A resident arrives to vote in the New Brunswick provincial election at St. Mark's Catholic Church in Quispamsis, N.B., Monday, Sept. 14, 2020. After three separate provincial elections that were held during the pandemic, the federal government is putting forth a bill to adjust rules to keep Canadian voters safe if a federal election is triggered during the COVID-19 pandemic. THE CANADIAN PRESS/Andrew Vaughan
The federal Liberals are proposing to spread voting over three days if there's a federal election during the COVID-19 pandemic.
A bill tabled in the House of Commons today would also add nearly two weeks of advance polls in long-term care homes and make it easier to get and deliver mail-in ballots.
And it would give the country's chief electoral officer authority to make other adjustments to make balloting safer for both voters and poll workers.
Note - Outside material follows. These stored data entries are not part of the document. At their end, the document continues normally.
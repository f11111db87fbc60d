use async_trait::async_trait;
use chrono::{DateTime, Utc};
use sea_orm::{
    ColumnTrait, DatabaseTransaction, DbErr, EntityTrait, PaginatorTrait, QueryFilter, SqlErr,
};
use tracing::debug;

use super::converters::{mapping_to_active_model, model_to_mapping};
use crate::errors::{ChoteError, Result};
use crate::storage::{Mapping, MappingTxn};
use migration::entities::mapping;

/// Transactional scope over a SeaORM `DatabaseTransaction`.
///
/// SeaORM rolls the transaction back when it is dropped uncommitted.
pub struct SeaOrmTxn {
    txn: DatabaseTransaction,
}

impl SeaOrmTxn {
    pub fn new(txn: DatabaseTransaction) -> Self {
        Self { txn }
    }
}

fn is_unique_violation(err: &DbErr) -> bool {
    matches!(err.sql_err(), Some(SqlErr::UniqueConstraintViolation(_)))
}

#[async_trait]
impl MappingTxn for SeaOrmTxn {
    async fn exists(&mut self, code: &str) -> Result<bool> {
        let count = mapping::Entity::find_by_id(code.to_owned())
            .count(&self.txn)
            .await
            .map_err(|e| {
                ChoteError::database_operation(format!("Failed to check code '{}': {}", code, e))
            })?;
        Ok(count > 0)
    }

    async fn get(&mut self, code: &str) -> Result<Option<Mapping>> {
        let model = mapping::Entity::find_by_id(code.to_owned())
            .one(&self.txn)
            .await
            .map_err(|e| {
                ChoteError::database_operation(format!("Failed to query code '{}': {}", code, e))
            })?;
        Ok(model.map(model_to_mapping))
    }

    async fn put(&mut self, m: &Mapping) -> Result<()> {
        mapping::Entity::insert(mapping_to_active_model(m))
            .exec_without_returning(&self.txn)
            .await
            .map_err(|e| {
                if is_unique_violation(&e) {
                    ChoteError::uniqueness_violation(format!(
                        "Code '{}' was claimed concurrently",
                        m.code
                    ))
                } else {
                    ChoteError::database_operation(format!(
                        "Failed to insert code '{}': {}",
                        m.code, e
                    ))
                }
            })?;
        debug!("Mapping inserted: {}", m.code);
        Ok(())
    }

    async fn delete(&mut self, code: &str) -> Result<bool> {
        let result = mapping::Entity::delete_by_id(code.to_owned())
            .exec(&self.txn)
            .await
            .map_err(|e| {
                ChoteError::database_operation(format!("Failed to delete code '{}': {}", code, e))
            })?;
        Ok(result.rows_affected > 0)
    }

    async fn delete_created_before(&mut self, cutoff: DateTime<Utc>) -> Result<u64> {
        let result = mapping::Entity::delete_many()
            .filter(mapping::Column::CreatedAt.lte(cutoff))
            .exec(&self.txn)
            .await
            .map_err(|e| {
                ChoteError::database_operation(format!("Failed to delete expired mappings: {}", e))
            })?;
        Ok(result.rows_affected)
    }

    async fn commit(self: Box<Self>) -> Result<()> {
        self.txn.commit().await.map_err(|e| {
            if is_unique_violation(&e) {
                ChoteError::uniqueness_violation(format!("Commit lost a uniqueness race: {}", e))
            } else {
                ChoteError::database_operation(format!("Failed to commit transaction: {}", e))
            }
        })
    }
}
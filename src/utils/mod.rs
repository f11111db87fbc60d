pub mod clock;

pub use clock::{Clock, ManualClock, SystemClock};

/// 短码字符集（64 个字符）
pub const CODE_ALPHABET: &[u8] = b"abcdefghijklmnopqrstuvwxyzABCDEFGHIJKLMNOPQRSTUVWXYZ0123456789_-";

/// 随机生成的短码长度
pub const GENERATED_CODE_LENGTH: usize = 6;

/// 短码允许的最大长度（与数据库列宽一致）
pub const MAX_CODE_LENGTH: usize = 10;

/// 字符是否属于短码字符集 `[A-Za-z0-9_-]`
#[inline]
pub fn is_code_char(c: char) -> bool {
    c.is_ascii_alphanumeric() || c == '_' || c == '-'
}

/// 校验短码：1..=10 个字符，且全部来自字符集
pub fn is_valid_code(code: &str) -> bool {
    !code.is_empty() && code.len() <= MAX_CODE_LENGTH && code.chars().all(is_code_char)
}

/// 短码不存在时的回退地址，重定向回输入表单
pub fn fallback_path(code: &str) -> String {
    format!("/?shortUrl={}", code)
}
use actix_web::{HttpResponse, Responder, web};
use serde::Deserialize;
use std::sync::Arc;

use crate::services::MappingStore;

#[derive(Debug, Deserialize)]
pub struct HomeQuery {
    #[serde(rename = "shortUrl")]
    pub short_url: Option<String>,
}

pub struct HomeService;

impl HomeService {
    /// 输入页的纯文本替代；从重定向回落时回显可用的 code
    pub async fn home(
        query: web::Query<HomeQuery>,
        store: web::Data<Arc<MappingStore>>,
    ) -> impl Responder {
        let lifetime = store.lifetime().num_seconds();
        let mut body = format!(
            "POST / with form fields longUrl and optional shortUrl to create a link.\n\
             Links expire {} seconds after creation.\n",
            lifetime
        );

        if let Some(code) = query.into_inner().short_url.filter(|c| !c.is_empty()) {
            body.push_str(&format!(
                "The code '{}' is not in use. Submit it as shortUrl to claim it.\n",
                code
            ));
        }

        HttpResponse::Ok()
            .insert_header(("Content-Type", "text/plain; charset=utf-8"))
            .body(body)
    }
}
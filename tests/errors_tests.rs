//! Error type tests

use chote::errors::ChoteError;

#[test]
fn test_error_codes_are_stable() {
    assert_eq!(ChoteError::code_taken("x").code(), "E101");
    assert_eq!(ChoteError::uniqueness_violation("x").code(), "E102");
    assert_eq!(ChoteError::invalid_code("x").code(), "E103");
    assert_eq!(ChoteError::config("x").code(), "E201");
    assert_eq!(ChoteError::database_config("x").code(), "E301");
    assert_eq!(ChoteError::database_connection("x").code(), "E302");
    assert_eq!(ChoteError::database_operation("x").code(), "E303");
    assert_eq!(ChoteError::file_operation("x").code(), "E401");
    assert_eq!(ChoteError::serialization("x").code(), "E402");
}

#[test]
fn test_rejections_versus_failures() {
    assert!(ChoteError::code_taken("x").is_rejection());
    assert!(ChoteError::uniqueness_violation("x").is_rejection());
    assert!(ChoteError::invalid_code("x").is_rejection());
    assert!(!ChoteError::database_operation("x").is_rejection());
    assert!(!ChoteError::config("x").is_rejection());
}

#[test]
fn test_display_uses_simple_format() {
    let err = ChoteError::code_taken("oops");
    assert_eq!(err.to_string(), "Code Already Taken: oops");
    assert_eq!(err.message(), "oops");
}

#[test]
fn test_from_io_error() {
    let io = std::io::Error::new(std::io::ErrorKind::NotFound, "missing");
    let err: ChoteError = io.into();
    assert!(matches!(err, ChoteError::FileOperation(_)));
    assert!(err.message().contains("missing"));
}

#[test]
fn test_colored_output_contains_code_and_message() {
    colored::control::set_override(false);
    let out = ChoteError::invalid_code("bad").format_colored();
    assert!(out.contains("E103"));
    assert!(out.contains("bad"));
}
use crate::storage::Mapping;
use migration::entities::mapping;

/// 将 Sea-ORM Model 转换为 Mapping
pub fn model_to_mapping(model: mapping::Model) -> Mapping {
    Mapping {
        code: model.code,
        target: model.target,
        created_at: model.created_at,
    }
}

/// 将 Mapping 转换为 ActiveModel（只用于插入，记录不做原地更新）
pub fn mapping_to_active_model(m: &Mapping) -> mapping::ActiveModel {
    use sea_orm::ActiveValue::Set;

    mapping::ActiveModel {
        code: Set(m.code.clone()),
        target: Set(m.target.clone()),
        created_at: Set(m.created_at),
    }
}
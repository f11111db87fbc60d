pub mod health;
pub mod home;
pub mod redirect;
pub mod shorten;

pub use health::{AppStartTime, HealthService, health_routes};
pub use home::HomeService;
pub use redirect::RedirectService;
pub use shorten::ShortenService;

/// 短链接路由：首页、创建、重定向
///
/// 必须在其他固定前缀的 scope 之后注册，`/{code}` 会匹配任意单段路径。
pub fn shortener_routes() -> actix_web::Scope {
    use actix_web::web;

    web::scope("")
        .route("/", web::get().to(HomeService::home))
        .route("/", web::post().to(ShortenService::add))
        .route(
            "/{code:[A-Za-z0-9_-]+}",
            web::get().to(RedirectService::handle_redirect),
        )
        .route(
            "/{code:[A-Za-z0-9_-]+}",
            web::head().to(RedirectService::handle_redirect),
        )
}
use serde::{Deserialize, Serialize};

use crate::errors::Result;

/// 默认配置文件路径
pub const DEFAULT_CONFIG_PATH: &str = "config.toml";

/// 静态配置（从 TOML 加载，启动时使用）
///
/// - server: 服务器地址、端口、CPU 数量、CORS
/// - database: 数据库连接与重试配置
/// - links: 短码有效期与过期清理
/// - logging: 日志配置
#[derive(Debug, Clone, Serialize, Deserialize, Default)]
pub struct StaticConfig {
    #[serde(default)]
    pub server: ServerConfig,
    #[serde(default)]
    pub database: DatabaseConfig,
    #[serde(default)]
    pub links: LinksConfig,
    #[serde(default)]
    pub logging: LoggingConfig,
}

impl StaticConfig {
    /// 从 TOML 文件和环境变量加载配置
    ///
    /// 优先级：ENV > config.toml > 默认值
    /// ENV 前缀：CHOTE，分隔符：__
    /// 示例：CHOTE__SERVER__PORT=9999
    pub fn load(path: Option<&str>) -> Self {
        let path = path.unwrap_or(DEFAULT_CONFIG_PATH);

        match Self::try_load(path) {
            Ok(config) => {
                if std::path::Path::new(path).exists() {
                    eprintln!("[INFO] Configuration loaded from: {}", path);
                }
                config
            }
            Err(e) => {
                eprintln!("[ERROR] Failed to load config: {}", e);
                Self::default()
            }
        }
    }

    /// 加载配置，错误直接返回而不回退到默认值
    pub fn try_load(path: &str) -> Result<Self> {
        use config::{Config, Environment, File};

        let settings = Config::builder()
            .add_source(File::with_name(path).required(false))
            .add_source(
                Environment::with_prefix("CHOTE")
                    .separator("__")
                    .try_parsing(true),
            )
            .build()?;

        Ok(settings.try_deserialize::<StaticConfig>()?)
    }

    /// 保存配置到 TOML 文件
    pub fn save_to_file<P: AsRef<std::path::Path>>(&self, path: P) -> Result<()> {
        let content = toml::to_string_pretty(self)?;

        if let Some(parent) = path.as_ref().parent()
            && !parent.as_os_str().is_empty()
            && !parent.exists()
        {
            std::fs::create_dir_all(parent)?;
        }

        std::fs::write(path, content)?;
        Ok(())
    }
}

/// 服务器配置
#[derive(Debug, Clone, Serialize, Deserialize)]
pub struct ServerConfig {
    #[serde(default = "default_server_host")]
    pub host: String,
    #[serde(default = "default_server_port")]
    pub port: u16,
    #[serde(default = "default_cpu_count")]
    pub cpu_count: usize,
    #[serde(default = "default_cors_allow_any_origin")]
    pub cors_allow_any_origin: bool,
}

/// 数据库连接配置
#[derive(Debug, Clone, Serialize, Deserialize)]
pub struct DatabaseConfig {
    #[serde(default = "default_database_url")]
    pub database_url: String,
    #[serde(default = "default_database_pool_size")]
    pub pool_size: u32,
    #[serde(default = "default_database_timeout")]
    pub timeout: u64,
    #[serde(default = "default_retry_count")]
    pub retry_count: u32,
    #[serde(default = "default_retry_base_delay_ms")]
    pub retry_base_delay_ms: u64,
    #[serde(default = "default_retry_max_delay_ms")]
    pub retry_max_delay_ms: u64,
}

/// 短码生命周期配置
#[derive(Debug, Clone, Serialize, Deserialize)]
pub struct LinksConfig {
    /// 记录创建后保持有效的秒数，超过即视为过期、可被回收
    #[serde(default = "default_lifetime_secs")]
    pub lifetime_secs: u64,
    /// 后台清理间隔（秒），0 表示只在读取时惰性回收
    #[serde(default)]
    pub sweep_interval_secs: u64,
}

/// 日志配置
#[derive(Debug, Clone, Serialize, Deserialize)]
pub struct LoggingConfig {
    #[serde(default = "default_log_level")]
    pub level: String,
    #[serde(default = "default_log_format")]
    pub format: String,
    #[serde(default)]
    pub file: Option<String>,
    #[serde(default = "default_max_backups")]
    pub max_backups: u32,
    #[serde(default = "default_enable_rotation")]
    pub enable_rotation: bool,
}

// ============================================================
// Default value functions for static config
// ============================================================

fn default_server_host() -> String {
    "127.0.0.1".to_string()
}

fn default_server_port() -> u16 {
    8080
}

fn default_cpu_count() -> usize {
    num_cpus::get()
}

fn default_cors_allow_any_origin() -> bool {
    true
}

fn default_database_url() -> String {
    "chote.db".to_string()
}

fn default_database_pool_size() -> u32 {
    10
}

fn default_database_timeout() -> u64 {
    30
}

fn default_retry_count() -> u32 {
    3
}

fn default_retry_base_delay_ms() -> u64 {
    100
}

fn default_retry_max_delay_ms() -> u64 {
    2000
}

fn default_lifetime_secs() -> u64 {
    120
}

fn default_log_level() -> String {
    "info".to_string()
}

fn default_log_format() -> String {
    "text".to_string()
}

fn default_max_backups() -> u32 {
    5
}

fn default_enable_rotation() -> bool {
    true
}

// ============================================================
// Default implementations
// ============================================================

impl Default for ServerConfig {
    fn default() -> Self {
        Self {
            host: default_server_host(),
            port: default_server_port(),
            cpu_count: default_cpu_count(),
            cors_allow_any_origin: default_cors_allow_any_origin(),
        }
    }
}

impl Default for DatabaseConfig {
    fn default() -> Self {
        Self {
            database_url: default_database_url(),
            pool_size: default_database_pool_size(),
            timeout: default_database_timeout(),
            retry_count: default_retry_count(),
            retry_base_delay_ms: default_retry_base_delay_ms(),
            retry_max_delay_ms: default_retry_max_delay_ms(),
        }
    }
}

impl Default for LinksConfig {
    fn default() -> Self {
        Self {
            lifetime_secs: default_lifetime_secs(),
            sweep_interval_secs: 0,
        }
    }
}

impl LinksConfig {
    pub fn lifetime(&self) -> chrono::Duration {
        chrono::Duration::seconds(self.lifetime_secs.min(i64::MAX as u64) as i64)
    }
}

impl Default for LoggingConfig {
    fn default() -> Self {
        Self {
            level: default_log_level(),
            format: default_log_format(),
            file: None,
            max_backups: default_max_backups(),
            enable_rotation: default_enable_rotation(),
        }
    }
}
pub mod shutdown;
pub mod startup;
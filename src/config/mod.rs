mod r#impl;
mod structs;

pub use r#impl::{get_config, init_config};
pub use structs::*;
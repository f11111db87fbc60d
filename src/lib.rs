//! chote - a URL shortener with short-lived links
//!
//! Long URLs are stored under short codes (chosen by the caller or generated)
//! that stay claimed for two minutes. After that a code is reclaimed by the
//! next operation that touches it.
//!
//! # Architecture
//! - `services`: code generation, freshness and the mapping store
//! - `storage`: transactional repositories (SeaORM, in-memory)
//! - `api`: HTTP handlers
//! - `config`: TOML + environment configuration
//! - `runtime`: startup, shutdown and execution modes
//! - `system`: logging

pub mod api;
pub mod cli;
pub mod config;
pub mod errors;
pub mod runtime;
pub mod services;
pub mod storage;
pub mod system;
pub mod utils;
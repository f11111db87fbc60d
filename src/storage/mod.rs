//! Mapping persistence
//!
//! The core only needs a key-value store keyed by short code that supports
//! existence checks, lookups, inserts that respect code uniqueness, and
//! deletes, all composed inside a transaction. [`MappingRepository`] opens
//! transactions; [`MappingTxn`] is the transactional scope.

use std::sync::Arc;

use async_trait::async_trait;
use chrono::{DateTime, Utc};
use tracing::info;

use crate::config::DatabaseConfig;
use crate::errors::Result;

pub mod backend;
pub mod memory;
pub mod models;

pub use backend::{SeaOrmRepository, infer_backend_from_url};
pub use memory::MemoryRepository;
pub use models::Mapping;

/// A unit of work against the store.
///
/// Nothing is visible to other transactions until [`MappingTxn::commit`]
/// succeeds. Dropping a transaction without committing rolls it back.
#[async_trait]
pub trait MappingTxn: Send {
    async fn exists(&mut self, code: &str) -> Result<bool>;

    async fn get(&mut self, code: &str) -> Result<Option<Mapping>>;

    /// Insert a new record. A record with the same code, committed or staged,
    /// fails with `ChoteError::UniquenessViolation`.
    async fn put(&mut self, mapping: &Mapping) -> Result<()>;

    /// Returns whether a record was removed.
    async fn delete(&mut self, code: &str) -> Result<bool>;

    /// Delete every record created at or before `cutoff`; returns the count.
    async fn delete_created_before(&mut self, cutoff: DateTime<Utc>) -> Result<u64>;

    async fn commit(self: Box<Self>) -> Result<()>;
}

#[async_trait]
pub trait MappingRepository: Send + Sync {
    fn backend_name(&self) -> &str;

    async fn begin(&self) -> Result<Box<dyn MappingTxn>>;

    /// Number of stored records, expired ones included.
    async fn count(&self) -> Result<u64>;
}

pub struct StorageFactory;

impl StorageFactory {
    pub async fn create(config: &DatabaseConfig) -> Result<Arc<dyn MappingRepository>> {
        // 从 URL 自动推断存储类型
        let backend_type = infer_backend_from_url(&config.database_url)?;

        if backend_type == "memory" {
            info!("Using in-memory storage, mappings are lost on restart");
            return Ok(Arc::new(MemoryRepository::new()));
        }

        let storage = SeaOrmRepository::new(&config.database_url, &backend_type, config).await?;
        Ok(Arc::new(storage))
    }
}
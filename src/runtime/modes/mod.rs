//! Mode routing
//!
//! - Server mode (HTTP server)
//! - CLI mode (one-shot commands against the configured store)

pub mod cli;
pub mod server;

pub use cli::run_cli;
pub use server::run_server;
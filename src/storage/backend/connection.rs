use sea_orm::{ConnectOptions, Database, DatabaseConnection};
use tracing::info;

use crate::errors::{ChoteError, Result};
use migration::{Migrator, MigratorTrait};

/// SQLite 连接池大小
pub const SQLITE_MAX_CONNECTIONS: u32 = 1;

/// 连接 SQLite 数据库（带自动创建和性能优化）
///
/// 池中只有一个连接：事务整体串行执行。SQLite 同一时刻只允许一个写者，
/// 多连接下延迟事务先读后写会直接返回 SQLITE_BUSY，而不是等待。
pub async fn connect_sqlite(database_url: &str, acquire_timeout_secs: u64) -> Result<DatabaseConnection> {
    use sea_orm::SqlxSqliteConnector;
    use sea_orm::sqlx::sqlite::{
        SqliteConnectOptions, SqliteJournalMode, SqlitePoolOptions, SqliteSynchronous,
    };
    use std::str::FromStr;

    let opt = SqliteConnectOptions::from_str(database_url)
        .map_err(|e| ChoteError::database_config(format!("Invalid SQLite URL: {}", e)))?
        .create_if_missing(true)
        .journal_mode(SqliteJournalMode::Wal)
        .synchronous(SqliteSynchronous::Normal)
        .busy_timeout(std::time::Duration::from_secs(5))
        .pragma("temp_store", "memory");

    let pool = SqlitePoolOptions::new()
        .max_connections(SQLITE_MAX_CONNECTIONS)
        .acquire_timeout(std::time::Duration::from_secs(acquire_timeout_secs))
        .connect_with(opt)
        .await
        .map_err(|e| {
            ChoteError::database_connection(format!("Cannot connect to SQLite database: {}", e))
        })?;

    Ok(SqlxSqliteConnector::from_sqlx_sqlite_pool(pool))
}

/// 连接通用数据库（MySQL/PostgreSQL）
pub async fn connect_generic(
    database_url: &str,
    backend_name: &str,
    pool_size: u32,
    timeout_secs: u64,
) -> Result<DatabaseConnection> {
    let mut opt = ConnectOptions::new(database_url.to_owned());
    opt.max_connections(pool_size)
        .min_connections(pool_size.min(5))
        .connect_timeout(std::time::Duration::from_secs(timeout_secs))
        .acquire_timeout(std::time::Duration::from_secs(timeout_secs))
        .idle_timeout(std::time::Duration::from_secs(300))
        .max_lifetime(std::time::Duration::from_secs(3600))
        .sqlx_logging(false);

    Database::connect(opt).await.map_err(|e| {
        ChoteError::database_connection(format!(
            "Cannot connect to {} database: {}",
            backend_name.to_uppercase(),
            e
        ))
    })
}

/// 运行数据库迁移
pub async fn run_migrations(db: &DatabaseConnection) -> Result<()> {
    Migrator::up(db, None)
        .await
        .map_err(|e| ChoteError::database_operation(format!("Migration failed: {}", e)))?;

    info!("Database migrations completed");
    Ok(())
}
//! Short-code allocation and resolution
//!
//! [`MappingStore`] is the authoritative keeper of mappings. Every operation
//! runs inside one store transaction, and the store's uniqueness constraint on
//! the code is what finally decides between racing writers.

use std::sync::Arc;

use chrono::Duration;
use tracing::{debug, info};

use super::{Freshness, IdentifierGenerator};
use crate::errors::{ChoteError, Result};
use crate::storage::{Mapping, MappingRepository};
use crate::utils::{Clock, MAX_CODE_LENGTH, SystemClock, fallback_path, is_valid_code};

/// How long a mapping stays live after creation.
pub const DEFAULT_LIFETIME: Duration = Duration::minutes(2);

/// Message returned to callers whose preferred code is live.
pub const CODE_TAKEN_MESSAGE: &str = "oops..!! URL already exists, try another combination";

/// Outcome of resolving a code.
#[derive(Debug, Clone, PartialEq, Eq)]
pub enum Resolution {
    Target(String),
    /// The code never existed or has just been reclaimed.
    NotFound,
}

impl Resolution {
    /// Where a caller should be sent: the target, or the input form with the
    /// code pre-filled.
    pub fn into_location(self, code: &str) -> String {
        match self {
            Resolution::Target(target) => target,
            Resolution::NotFound => fallback_path(code),
        }
    }
}

pub struct MappingStore {
    repository: Arc<dyn MappingRepository>,
    generator: IdentifierGenerator,
    freshness: Freshness,
}

impl MappingStore {
    pub fn new(
        repository: Arc<dyn MappingRepository>,
        generator: IdentifierGenerator,
        clock: Arc<dyn Clock>,
        lifetime: Duration,
    ) -> Self {
        Self {
            repository,
            generator,
            freshness: Freshness::new(clock, lifetime),
        }
    }

    /// System clock, thread-local CSPRNG and the two-minute lifetime.
    pub fn with_defaults(repository: Arc<dyn MappingRepository>) -> Self {
        Self::new(
            repository,
            IdentifierGenerator::default(),
            Arc::new(SystemClock),
            DEFAULT_LIFETIME,
        )
    }

    pub fn backend_name(&self) -> &str {
        self.repository.backend_name()
    }

    pub fn lifetime(&self) -> Duration {
        self.freshness.lifetime()
    }

    pub async fn count(&self) -> Result<u64> {
        self.repository.count().await
    }

    /// Whether `code` can be claimed right now.
    ///
    /// Despite the name this is not a pure query: an expired record is deleted
    /// and the deletion is committed before `true` is returned. Two rapid calls
    /// after expiry both return `true`; only the first deletes anything.
    pub async fn is_free(&self, code: &str) -> Result<bool> {
        let mut txn = self.repository.begin().await?;
        let free = self.freshness.check_free(txn.as_mut(), code).await?;
        txn.commit().await?;
        Ok(free)
    }

    /// Store `target` under `preferred_code`, or under a generated code when
    /// none (or only whitespace) is given. Returns the code.
    ///
    /// A live preferred code fails with `CodeTaken` and is never swapped for
    /// another. Losing a race at insert time fails with `UniquenessViolation`.
    pub async fn add(&self, target: &str, preferred_code: Option<&str>) -> Result<String> {
        let mut txn = self.repository.begin().await?;

        let (code, generated) = match preferred_code.filter(|c| !c.trim().is_empty()) {
            Some(code) => {
                if !is_valid_code(code) {
                    return Err(ChoteError::invalid_code(format!(
                        "Invalid short code '{}'. Use 1-{} characters from [A-Za-z0-9_-].",
                        code, MAX_CODE_LENGTH
                    )));
                }
                if !self.freshness.check_free(txn.as_mut(), code).await? {
                    debug!("Preferred code '{}' is live", code);
                    return Err(ChoteError::code_taken(CODE_TAKEN_MESSAGE));
                }
                (code.to_string(), false)
            }
            None => (
                self.generator
                    .generate(txn.as_mut(), &self.freshness)
                    .await?,
                true,
            ),
        };

        let mapping = Mapping::new(code.as_str(), target, self.freshness.now());
        txn.put(&mapping).await?;
        txn.commit().await?;

        info!(
            "MappingStore: created {} code '{}' -> '{}'",
            if generated { "generated" } else { "preferred" },
            code,
            target
        );
        Ok(code)
    }

    /// Look up the live target for `code`, reclaiming it if it has expired.
    pub async fn resolve(&self, code: &str) -> Result<Resolution> {
        let mut txn = self.repository.begin().await?;
        let live = self.freshness.live_mapping(txn.as_mut(), code).await?;
        txn.commit().await?;

        Ok(match live {
            Some(mapping) => Resolution::Target(mapping.target),
            None => {
                debug!("Code '{}' not found", code);
                Resolution::NotFound
            }
        })
    }

    /// [`MappingStore::resolve`] mapped to a redirect location.
    pub async fn redirect_location(&self, code: &str) -> Result<String> {
        Ok(self.resolve(code).await?.into_location(code))
    }

    /// Delete every expired record in one transaction. Optional: reads reclaim
    /// lazily regardless.
    pub async fn sweep_expired(&self) -> Result<u64> {
        let mut txn = self.repository.begin().await?;
        let removed = txn.delete_created_before(self.freshness.cutoff()).await?;
        txn.commit().await?;

        if removed > 0 {
            info!("MappingStore: swept {} expired mappings", removed);
        }
        Ok(removed)
    }
}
Dominic LeBlanc, the minister responsible for Democratic Institutions, says the measures are meant to prevent potential crowding at polling places and to allow people vulnerable to COVID-19 to vote from home.
Chief electoral officer Stéphane Perrault warned earlier in the fall that restrictions in the law governing federal elections could put voters at risk, especially with mobile polls that are supposed to make voting easier for nursing home residents.
The government says the new rules would be temporary and would expire when Perrault deems it safe to go back to the current voting system.